While driving to work recently, I realized I was feeling content and calm. It is a rare experience for me to exist without wandering around in my mind. I examined the experience and realized I could have it because I wasn't preoccupied with problems. Several things that had been weighing on my mind had been cleared up and therefore my ride to work was unburdened. I went into the day without any preconceptions of what it might contain. I wasn't dreading anything, nor was I anticipating anything.
Expectation and anticipation reared their ugly heads two days later at work. I encountered a patient that I expected something from and was disappointed when the situation turned out to be very different. It was with my expectation that the problem lie. The patient was as she was. I brought my preconception to the situation and had a negative emotional reaction because she didn't live up to it.
In addition to expectation and anticipation, going back in your mind to review something you experienced will prevent you from being present, and therefore rob you of any chance to be content. As I thought about why I was able to feel calm and content, I was taken away from the experience. As I move mentally into the past, I am subject to the emotional reactions of the past. As I relive those emotional reactions, I strengthen them, and move even farther from contentment.
Recently I have asked you at the beginning of class to notice and honor whatever you brought into the room with you. Your experiences and how you feel about them will color your practice. This is also true of any encounter in your life.

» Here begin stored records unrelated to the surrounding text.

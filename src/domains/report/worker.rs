use std::sync::Arc;
use std::time::Duration;

use chrono::Utc;
use tokio::sync::{oneshot, Semaphore};

use crate::errors::{DomainError, ServiceResult};
use crate::queue::{Delivery, WorkQueue};

use super::generators::GeneratorRegistry;
use super::repository::ReportRequestRepository;
use super::types::{GeneratedReport, ReportKind, ReportStatus};

const DEFAULT_CONCURRENCY: usize = 3;
const QUEUE_POLL_WAIT: Duration = Duration::from_secs(5);

/// Consumer loop that drives queued report jobs to a terminal status.
///
/// Handlers are idempotent: the object key is re-derived from the request
/// id, the artifact write is an upsert, and requests already in a terminal
/// state are skipped. Redelivery after a crash mid-job is therefore safe.
pub struct ReportWorker {
    queue: Arc<dyn WorkQueue>,
    repo: Arc<dyn ReportRequestRepository>,
    generators: Arc<GeneratorRegistry>,
    concurrency: usize,
    poll_wait: Duration,
    shutdown_signal: Option<oneshot::Receiver<()>>,
}

impl ReportWorker {
    pub fn new(
        queue: Arc<dyn WorkQueue>,
        repo: Arc<dyn ReportRequestRepository>,
        generators: Arc<GeneratorRegistry>,
    ) -> Self {
        Self {
            queue,
            repo,
            generators,
            concurrency: DEFAULT_CONCURRENCY,
            poll_wait: QUEUE_POLL_WAIT,
            shutdown_signal: None,
        }
    }

    /// Cap on concurrently processed jobs.
    pub fn with_concurrency(mut self, concurrency: usize) -> Self {
        self.concurrency = concurrency.max(1);
        self
    }

    /// Set shutdown signal receiver
    pub fn with_shutdown_signal(mut self, receiver: oneshot::Receiver<()>) -> Self {
        self.shutdown_signal = Some(receiver);
        self
    }

    /// Run until the shutdown signal fires. In-flight jobs are drained
    /// before returning.
    pub async fn run(mut self) -> ServiceResult<()> {
        log::info!(
            "Starting report worker (concurrency {})",
            self.concurrency
        );

        let semaphore = Arc::new(Semaphore::new(self.concurrency));
        let mut shutdown = self.shutdown_signal.take();

        loop {
            // Hold a pool slot before pulling work, so a delivery is never
            // claimed without capacity to process it.
            let permit = tokio::select! {
                permit = semaphore.clone().acquire_owned() => match permit {
                    Ok(permit) => permit,
                    Err(_) => break,
                },
                _ = wait_for_shutdown(&mut shutdown) => {
                    log::info!("Received shutdown signal, stopping report worker");
                    break;
                }
            };

            let delivery = tokio::select! {
                delivery = self.queue.next_delivery(self.poll_wait) => delivery,
                _ = wait_for_shutdown(&mut shutdown) => {
                    log::info!("Received shutdown signal, stopping report worker");
                    break;
                }
            };

            match delivery {
                Ok(Some(delivery)) => {
                    let queue = self.queue.clone();
                    let repo = self.repo.clone();
                    let generators = self.generators.clone();
                    tokio::spawn(async move {
                        process_delivery(queue, repo, generators, delivery).await;
                        drop(permit);
                    });
                }
                Ok(None) => {}
                Err(e) => {
                    log::error!("Failed to read from work queue: {}", e);
                    tokio::time::sleep(Duration::from_secs(1)).await;
                }
            }
        }

        // Wait for spawned jobs to finish.
        let _ = semaphore.acquire_many(self.concurrency as u32).await;
        log::info!("Report worker stopped");
        Ok(())
    }
}

async fn wait_for_shutdown(signal: &mut Option<oneshot::Receiver<()>>) {
    match signal {
        Some(receiver) => {
            let _ = receiver.await;
        }
        // Never complete if no shutdown signal was configured.
        None => std::future::pending::<()>().await,
    }
}
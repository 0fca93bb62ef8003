use serde::{Deserialize, Serialize};

/// One student-activity participation record, the unit both report formats
/// render as a table row.
#[derive(Debug, Clone, PartialEq, Serialize, Deserialize, sqlx::FromRow)]
pub struct ParticipationRow {
    pub id: String,
    pub class_id: String,
    pub student_name: String,
    pub student_email: Option<String>,
    pub activity_name: String,
    pub activity_kind: Option<String>,
    pub present: bool,
    pub hours: Option<f64>,
    pub score: Option<f64>,
    pub grade: Option<String>,
    pub evaluation_status: Option<String>,
}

Sometimes we have emotional reactions that are so deeply ingrained that we are not really sure why we have them. I spoke a couple weeks ago about the idea of judgment versus discernment. Those ideas are operating at a level of aware decision making. But sometimes we have emotional reactions that are not so easily seen and understood. We have lower levels of mind that are functioning all the time and reacting to stimuli. So, not only do we react on the level that is related to our experience and memory but also on a level that is more instinctual; more guttural. I noticed it when I worked this weekend for people I had never met before. There were those who made me feel at home and those two made me feel like a stranger. It's not that anyone was unwelcoming or unkind but that there was a reaction in myself, probably set up when I was a child, to what I consider comforting and warm and what I don't. So even when we don't mean to, we walking to a given situation with a level of pre-programming that is going to affect the way we perceive; the way we feel in that situation.
We aren't always going to feel content. I noticed a couple days after I had that brief and lovely feeling of contentment that I left the house with a weight, so I was unable to have contentment. And I encountered things that were upsetting. But the mark of a regular yoga practice is, in part, your recovery time. When you're taken away from calm, how quickly can you return to it? Our practice this week will give you some tools that you can utilize when you're feeling upset to bring yourself back to that place settled, centered calmness and hopefully move you closer to contentment. We will practice a slow flow, without any anticipation, expectation or preconceptions to color the experience of the practice. Keeping the mind centered on the flow the breath while matching the movements of the body to that flow will allow us to be calm and centered, acting as a cohesive unit.